[Stored data entries]
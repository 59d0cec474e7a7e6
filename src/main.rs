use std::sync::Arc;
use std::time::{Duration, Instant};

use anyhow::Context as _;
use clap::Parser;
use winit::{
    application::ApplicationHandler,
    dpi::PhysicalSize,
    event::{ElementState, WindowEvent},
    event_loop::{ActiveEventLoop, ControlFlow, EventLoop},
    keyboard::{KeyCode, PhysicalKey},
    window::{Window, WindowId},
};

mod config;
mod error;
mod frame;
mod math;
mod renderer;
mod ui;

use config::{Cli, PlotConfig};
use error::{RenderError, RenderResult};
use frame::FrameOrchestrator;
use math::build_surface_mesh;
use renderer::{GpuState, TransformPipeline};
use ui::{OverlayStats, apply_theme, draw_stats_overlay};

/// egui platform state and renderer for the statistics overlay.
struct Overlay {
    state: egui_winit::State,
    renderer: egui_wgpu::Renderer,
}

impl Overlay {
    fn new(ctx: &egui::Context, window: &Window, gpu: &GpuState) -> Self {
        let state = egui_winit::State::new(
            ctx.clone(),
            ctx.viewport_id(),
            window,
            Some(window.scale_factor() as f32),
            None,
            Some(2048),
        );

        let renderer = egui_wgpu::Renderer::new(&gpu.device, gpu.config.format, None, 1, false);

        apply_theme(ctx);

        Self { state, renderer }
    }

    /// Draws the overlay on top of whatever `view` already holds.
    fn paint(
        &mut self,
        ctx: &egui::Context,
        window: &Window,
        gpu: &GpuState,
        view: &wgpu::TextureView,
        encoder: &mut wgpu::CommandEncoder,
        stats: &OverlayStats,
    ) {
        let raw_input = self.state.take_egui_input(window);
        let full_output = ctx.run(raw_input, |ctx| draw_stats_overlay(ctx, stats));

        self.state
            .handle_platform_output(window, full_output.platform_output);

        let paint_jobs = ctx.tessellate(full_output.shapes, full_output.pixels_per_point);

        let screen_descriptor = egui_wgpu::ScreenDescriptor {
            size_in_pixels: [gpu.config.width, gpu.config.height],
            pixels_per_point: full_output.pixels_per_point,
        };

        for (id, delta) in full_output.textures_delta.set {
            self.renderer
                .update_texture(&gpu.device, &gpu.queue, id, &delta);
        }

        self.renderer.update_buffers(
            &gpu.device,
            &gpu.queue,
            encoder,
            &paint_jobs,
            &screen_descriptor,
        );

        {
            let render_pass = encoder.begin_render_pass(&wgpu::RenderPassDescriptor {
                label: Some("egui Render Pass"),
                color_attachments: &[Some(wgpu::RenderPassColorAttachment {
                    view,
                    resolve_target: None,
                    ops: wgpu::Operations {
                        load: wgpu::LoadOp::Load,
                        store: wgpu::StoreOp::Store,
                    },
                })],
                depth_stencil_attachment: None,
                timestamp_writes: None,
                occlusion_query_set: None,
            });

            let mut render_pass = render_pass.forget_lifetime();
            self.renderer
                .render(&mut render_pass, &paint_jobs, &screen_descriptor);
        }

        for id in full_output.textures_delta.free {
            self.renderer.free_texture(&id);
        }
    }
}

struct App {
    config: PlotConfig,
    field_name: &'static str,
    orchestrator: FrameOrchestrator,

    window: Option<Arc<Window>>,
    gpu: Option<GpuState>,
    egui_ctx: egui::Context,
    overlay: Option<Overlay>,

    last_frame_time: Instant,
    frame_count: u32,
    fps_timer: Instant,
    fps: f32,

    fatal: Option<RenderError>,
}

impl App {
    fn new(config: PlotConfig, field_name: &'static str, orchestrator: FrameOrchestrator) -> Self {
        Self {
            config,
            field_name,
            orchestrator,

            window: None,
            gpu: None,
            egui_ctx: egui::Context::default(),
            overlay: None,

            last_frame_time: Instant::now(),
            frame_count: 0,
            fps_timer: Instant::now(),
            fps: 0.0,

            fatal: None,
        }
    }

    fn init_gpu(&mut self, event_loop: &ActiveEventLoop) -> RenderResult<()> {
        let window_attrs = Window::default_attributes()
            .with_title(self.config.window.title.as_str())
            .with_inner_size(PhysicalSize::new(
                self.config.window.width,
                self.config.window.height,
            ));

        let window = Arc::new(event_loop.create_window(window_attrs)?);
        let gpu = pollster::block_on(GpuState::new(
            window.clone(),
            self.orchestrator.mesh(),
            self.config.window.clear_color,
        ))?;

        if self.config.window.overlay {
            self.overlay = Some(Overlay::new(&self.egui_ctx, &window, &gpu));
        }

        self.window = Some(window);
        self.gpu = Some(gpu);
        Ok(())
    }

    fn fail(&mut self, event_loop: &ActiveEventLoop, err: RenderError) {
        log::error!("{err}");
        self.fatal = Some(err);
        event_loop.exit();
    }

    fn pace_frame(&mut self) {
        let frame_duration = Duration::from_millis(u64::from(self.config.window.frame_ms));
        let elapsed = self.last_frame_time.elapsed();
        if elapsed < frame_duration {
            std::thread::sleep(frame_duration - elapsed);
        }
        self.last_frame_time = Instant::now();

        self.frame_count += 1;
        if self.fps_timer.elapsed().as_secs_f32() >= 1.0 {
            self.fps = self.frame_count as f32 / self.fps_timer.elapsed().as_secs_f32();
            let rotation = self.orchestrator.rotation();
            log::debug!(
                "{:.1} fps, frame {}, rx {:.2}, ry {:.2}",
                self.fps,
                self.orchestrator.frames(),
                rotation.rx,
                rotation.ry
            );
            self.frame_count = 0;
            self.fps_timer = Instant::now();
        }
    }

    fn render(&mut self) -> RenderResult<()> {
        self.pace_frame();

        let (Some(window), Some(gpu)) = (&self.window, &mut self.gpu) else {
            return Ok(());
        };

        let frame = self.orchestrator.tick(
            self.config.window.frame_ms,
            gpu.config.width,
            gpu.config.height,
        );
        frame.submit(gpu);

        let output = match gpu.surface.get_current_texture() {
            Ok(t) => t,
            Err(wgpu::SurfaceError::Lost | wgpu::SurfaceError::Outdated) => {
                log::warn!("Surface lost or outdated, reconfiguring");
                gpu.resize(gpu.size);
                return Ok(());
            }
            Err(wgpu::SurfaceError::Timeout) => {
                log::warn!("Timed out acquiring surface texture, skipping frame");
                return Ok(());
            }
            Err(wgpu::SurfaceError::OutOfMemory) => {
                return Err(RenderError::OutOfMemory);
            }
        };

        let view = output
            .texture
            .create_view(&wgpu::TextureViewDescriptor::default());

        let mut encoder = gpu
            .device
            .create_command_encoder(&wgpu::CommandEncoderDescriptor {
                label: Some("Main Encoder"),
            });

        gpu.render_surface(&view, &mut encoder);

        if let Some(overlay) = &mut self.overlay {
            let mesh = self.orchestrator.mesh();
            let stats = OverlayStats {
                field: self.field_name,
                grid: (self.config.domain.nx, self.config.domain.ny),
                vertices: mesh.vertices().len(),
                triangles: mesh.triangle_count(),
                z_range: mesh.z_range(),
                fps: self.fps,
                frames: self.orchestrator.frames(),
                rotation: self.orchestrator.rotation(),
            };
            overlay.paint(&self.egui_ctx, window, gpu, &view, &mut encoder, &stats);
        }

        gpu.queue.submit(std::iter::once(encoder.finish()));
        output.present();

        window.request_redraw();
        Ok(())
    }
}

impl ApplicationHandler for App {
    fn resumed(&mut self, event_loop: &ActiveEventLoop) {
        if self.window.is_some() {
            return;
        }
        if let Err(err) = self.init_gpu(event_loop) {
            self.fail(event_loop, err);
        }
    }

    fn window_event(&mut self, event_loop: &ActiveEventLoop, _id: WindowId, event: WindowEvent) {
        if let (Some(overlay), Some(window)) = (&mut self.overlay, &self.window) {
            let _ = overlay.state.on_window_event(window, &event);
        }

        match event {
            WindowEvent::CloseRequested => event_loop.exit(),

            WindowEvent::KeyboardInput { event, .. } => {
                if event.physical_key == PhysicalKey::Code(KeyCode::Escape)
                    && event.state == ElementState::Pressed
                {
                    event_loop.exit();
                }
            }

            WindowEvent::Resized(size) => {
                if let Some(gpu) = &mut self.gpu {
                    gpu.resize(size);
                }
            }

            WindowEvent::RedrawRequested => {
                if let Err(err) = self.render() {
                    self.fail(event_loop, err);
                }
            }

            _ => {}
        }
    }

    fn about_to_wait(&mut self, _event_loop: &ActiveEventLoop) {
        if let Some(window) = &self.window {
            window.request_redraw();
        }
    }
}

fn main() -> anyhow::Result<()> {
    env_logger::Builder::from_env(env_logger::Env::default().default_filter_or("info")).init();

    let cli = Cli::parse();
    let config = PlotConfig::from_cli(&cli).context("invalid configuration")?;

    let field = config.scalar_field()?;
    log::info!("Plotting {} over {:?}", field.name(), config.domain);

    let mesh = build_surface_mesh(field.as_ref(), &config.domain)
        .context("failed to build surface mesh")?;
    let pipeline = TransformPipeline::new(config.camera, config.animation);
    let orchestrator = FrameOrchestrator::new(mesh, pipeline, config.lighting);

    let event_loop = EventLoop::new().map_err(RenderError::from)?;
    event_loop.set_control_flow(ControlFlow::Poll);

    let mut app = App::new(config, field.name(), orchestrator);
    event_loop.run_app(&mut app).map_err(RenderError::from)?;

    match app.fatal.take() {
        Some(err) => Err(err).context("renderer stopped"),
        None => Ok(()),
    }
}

* _The task_:
A single number is expected: how many lines of the data hold the string "KeyCode".

* _Response to this exercise_:
2